The six participating writers:

Lieve Joris: her journalism & non-fiction books on Africa, China, the Middle East & Europe have earned her the reputation as the VS Naipaul or Ryszard Kapuscinski of the Low Countries. Author of the acclaimed The Rebel’s Hour (Atlantic, 2008)
Powerful and timely, intensely imagined’ (Paul Theroux)

Herman Koch: former actor & comedy star; best-selling novelist – in the Netherlands & round the world – of the thrilling, chilling mega-hit The Dinner (Atlantic, 2012)
Proves how powerful fiction can be in illuminating the modern world’ (The Economist)

Ramsey Nasr: the Dutch Poet Laureate & all-round Renaissance Man (actor, director, poet, journalist & librettist), famed for his beautiful prose, provocative politics & exciting public appearances. Heavenly Life was published by Banipal in 2010. ‘With this collection Anglophone readers are introduced to a poet of global scope’ (Marilyn Hacker)

Peter Terrin: this year’s winner of the prestigious AKO Literature Prize & author of the magnificent psychological thriller The Guard (Maclehose Press, 2012). ‘A rich and gripping mix of all the ingredients that make for a truly haunting atmosphere’ (Writers’ Hub)

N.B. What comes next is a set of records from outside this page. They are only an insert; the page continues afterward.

//! Error types for vvcsession

use thiserror::Error;

/// Result type alias for session operations
pub type Result<T> = std::result::Result<T, Error>;

/// Error types returned by the session API
///
/// Variants carrying an empty detail string display the generic message of
/// their [`ErrorCode`].
#[derive(Error, Debug, Clone, PartialEq, Eq)]
pub enum Error {
    /// Internal fault, or an input picture that failed validation
    #[error("{}", or_generic(.0, ErrorCode::Unspecified))]
    Unspecified(String),

    /// Session not initialized, initialized twice, or a pass started too early
    #[error("{}", or_generic(.0, ErrorCode::Initialize))]
    Initialize(String),

    /// Allocation of a caller-visible buffer failed
    #[error("{}", or_generic(.0, ErrorCode::Allocate))]
    Allocate(String),

    /// Output buffer cannot hold the serialized access unit
    #[error("access unit payload size is too small to store data (payload size: {capacity}, needed {required})")]
    NotEnoughMemory { capacity: usize, required: usize },

    /// Output buffer is missing or has no capacity at all
    #[error("{}", or_generic(.0, ErrorCode::NotEnoughMemory))]
    NoOutputBuffer(String),

    /// Serializer wrote a different number of bytes than it predicted
    #[error("serialized access unit size mismatch (predicted {predicted}, written {written})")]
    SizeMismatch { predicted: usize, written: usize },

    /// Inconsistent or invalid configuration
    #[error("{}", or_generic(.0, ErrorCode::Parameter))]
    Parameter(String),

    /// Request the session does not support
    #[error("{}", or_generic(.0, ErrorCode::NotSupported))]
    NotSupported(String),

    /// Session must be re-initialized before it accepts this call
    #[error("{}", or_generic(.0, ErrorCode::RestartRequired))]
    RestartRequired(String),
}

fn or_generic(detail: &str, code: ErrorCode) -> &str {
    if detail.is_empty() {
        code.message()
    } else {
        detail
    }
}

/// Error code for FFI
#[derive(Debug, Clone, Copy, PartialEq, Eq, Hash)]
#[repr(C)]
pub enum ErrorCode {
    /// Success
    Ok = 0,
    /// Unspecified malfunction
    Unspecified = -1,
    /// Not initialized or initialized twice
    Initialize = -2,
    /// Internal allocation error
    Allocate = -3,
    /// Output buffer too small
    NotEnoughMemory = -5,
    /// Invalid parameters
    Parameter = -7,
    /// Unsupported request
    NotSupported = -10,
    /// Session requires restart
    RestartRequired = -11,
    /// Unsupported CPU
    Cpu = -30,
}

impl ErrorCode {
    /// Every defined code, in table order
    pub const ALL: [ErrorCode; 9] = [
        ErrorCode::Ok,
        ErrorCode::Unspecified,
        ErrorCode::Initialize,
        ErrorCode::Allocate,
        ErrorCode::NotEnoughMemory,
        ErrorCode::Parameter,
        ErrorCode::NotSupported,
        ErrorCode::RestartRequired,
        ErrorCode::Cpu,
    ];

    /// Look up a code by its raw value
    pub fn from_raw(raw: i32) -> Option<Self> {
        Self::ALL.into_iter().find(|code| *code as i32 == raw)
    }

    /// Fixed human-readable message for this code
    pub fn message(self) -> &'static str {
        error_message(self as i32)
    }
}

/// Message for an unrecognized error code
pub const UNKNOWN_ERROR_MESSAGE: &str = "unknown error code";

/// Map a raw error code to its fixed message
///
/// Pure lookup, no session required. Unrecognized values map to
/// [`UNKNOWN_ERROR_MESSAGE`].
pub fn error_message(code: i32) -> &'static str {
    match code {
        0 => "expected behavior",
        -1 => "unspecified malfunction",
        -2 => "encoder not initialized or tried to initialize multiple times",
        -3 => "internal allocation error",
        -5 => "allocated memory to small to receive encoded data",
        -7 => "inconsistent or invalid parameters",
        -10 => "unsupported request",
        -11 => "encoder requires restart",
        -30 => "unsupported CPU SSE 4.1 needed",
        _ => UNKNOWN_ERROR_MESSAGE,
    }
}

impl From<&Error> for ErrorCode {
    fn from(err: &Error) -> Self {
        match err {
            Error::Unspecified(_) => ErrorCode::Unspecified,
            Error::Initialize(_) => ErrorCode::Initialize,
            Error::Allocate(_) => ErrorCode::Allocate,
            Error::NotEnoughMemory { .. } => ErrorCode::NotEnoughMemory,
            Error::NoOutputBuffer(_) => ErrorCode::NotEnoughMemory,
            Error::SizeMismatch { .. } => ErrorCode::NotEnoughMemory,
            Error::Parameter(_) => ErrorCode::Parameter,
            Error::NotSupported(_) => ErrorCode::NotSupported,
            Error::RestartRequired(_) => ErrorCode::RestartRequired,
        }
    }
}

impl Error {
    /// The error code this error is reported as
    pub fn code(&self) -> ErrorCode {
        ErrorCode::from(self)
    }
}

/// Fault raised inside an encoder engine or rate-control advisor
///
/// Never crosses the session API: the boundary turns it into
/// [`Error::Unspecified`] carrying the same message.
#[derive(Error, Debug, Clone, PartialEq, Eq)]
#[error("{message}")]
pub struct EngineFault {
    message: String,
}

impl EngineFault {
    /// Create a fault with a message
    pub fn new(message: impl Into<String>) -> Self {
        Self {
            message: message.into(),
        }
    }

    /// The fault's message
    pub fn message(&self) -> &str {
        &self.message
    }
}

/// Result type for engine and advisor calls
pub type EngineResult<T> = std::result::Result<T, EngineFault>;
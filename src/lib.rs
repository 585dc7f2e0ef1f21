//! vvcsession - Session control and Annex-B packaging for a VVC encoder
//!
//! This library provides:
//! - [`Session`]: the encoder lifecycle (init, passes, encode/flush, uninit)
//!   with input validation and a fault boundary around the engine
//! - [`annexb`]: serialization of access units into caller-owned buffers
//! - [`engine`]: the engine contract and a synthetic reference engine
//! - [`ffi`]: a C ABI over all of the above
//!
//! ```no_run
//! use vvcsession::{AccessUnitBuffer, Config, Frame, Plane, Session};
//!
//! let mut session = Session::default();
//! session.init(&Config::new(64, 64))?;
//!
//! let luma = vec![512i16; 64 * 64];
//! let chroma = vec![512i16; 32 * 32];
//! let frame = Frame::new([
//!     Plane::new(&luma, 64, 64, 64),
//!     Plane::new(&chroma, 32, 32, 32),
//!     Plane::new(&chroma, 32, 32, 32),
//! ]);
//!
//! let mut payload = vec![0u8; 1 << 16];
//! let mut au = AccessUnitBuffer::new(&mut payload);
//! session.encode(Some(&frame), &mut au)?;
//! while !session.encode(None, &mut au)? {}
//! session.uninit()?;
//! # Ok::<(), vvcsession::Error>(())
//! ```

pub mod annexb;
pub mod boundary;
pub mod config;
pub mod engine;
pub mod error;
pub mod ffi;
pub mod frame;
pub mod heap;
pub mod log;
pub mod nal;
pub mod rate_control;
pub mod session;
pub mod simd;

pub use annexb::{access_unit_size, to_annexb, write_access_unit, AccessUnitBuffer};
pub use config::{ChromaFormat, Config, FilterMode, TemporalFilter};
pub use engine::{Engine, EngineFactory, SyntheticEngine};
pub use error::{error_message, EngineFault, EngineResult, Error, ErrorCode, Result};
pub use frame::{Frame, Plane, PlaneId};
pub use log::{Logger, MessageLevel};
pub use nal::{AccessUnit, NalUnit, NalUnitType, SliceType};
pub use session::{Session, SessionState};
pub use simd::SimdLevel;

/// Library version
pub const VERSION: &str = env!("CARGO_PKG_VERSION");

Chika Unigwe: Born in Nigeria, at home in Belgium; poet, short story writer & award-winning novelist of On Black Sisters’ Street (Vintage, 2009). ‘Exquisitely observed and heartbreaking’ (The Guardian)

Judith Vanistendael: The Posy Simmonds of Belgium; the bold & brilliant graphic novelist of When David Lost His Voice (Self Made Hero, 2012). ‘Big, bleak, brilliant and stark’ (The Economist)

High Impact: Literature from the Low Countries

In Festivals on November 20, 2012 at 10:13 AM

High Impact Literature from the Low Countries

Lieve Joris, Herman Koch, Ramsey Nasr, Peter Terrin, Chika Unigwe, Judith Vanistendael and Geert Mak. All award-winning and best-selling authors from Belgium and the Netherlands.

From 14th – 19th January 2013 these Dutch and Belgian authors will tour from Liverpool to London. 6 cities for 6 nights of readings & debates, to showcase the excellent literature from Flanders & the Netherlands in English translation

HIGH IMPACT brings this unique group of writers together. You’ll hear the Dutch Poet Laureate side by side with Belgium’s leading graphic novelist; 2 global best-sellers, a thriller writer, a celebrated historian and a travel writer, together on stage every night. Each night a different city, a different theme, a different type of venue (a church, theatre, an arts centre). During the final gig they will perform alongside English literati such David Mitchell, Tracy Chevalier and Deborah Moggach, themselves famous writers on Dutch themes: The Thousand Autumns of Jacob de Zoet, The Girl With The Pearl Earring and Tulip Fever.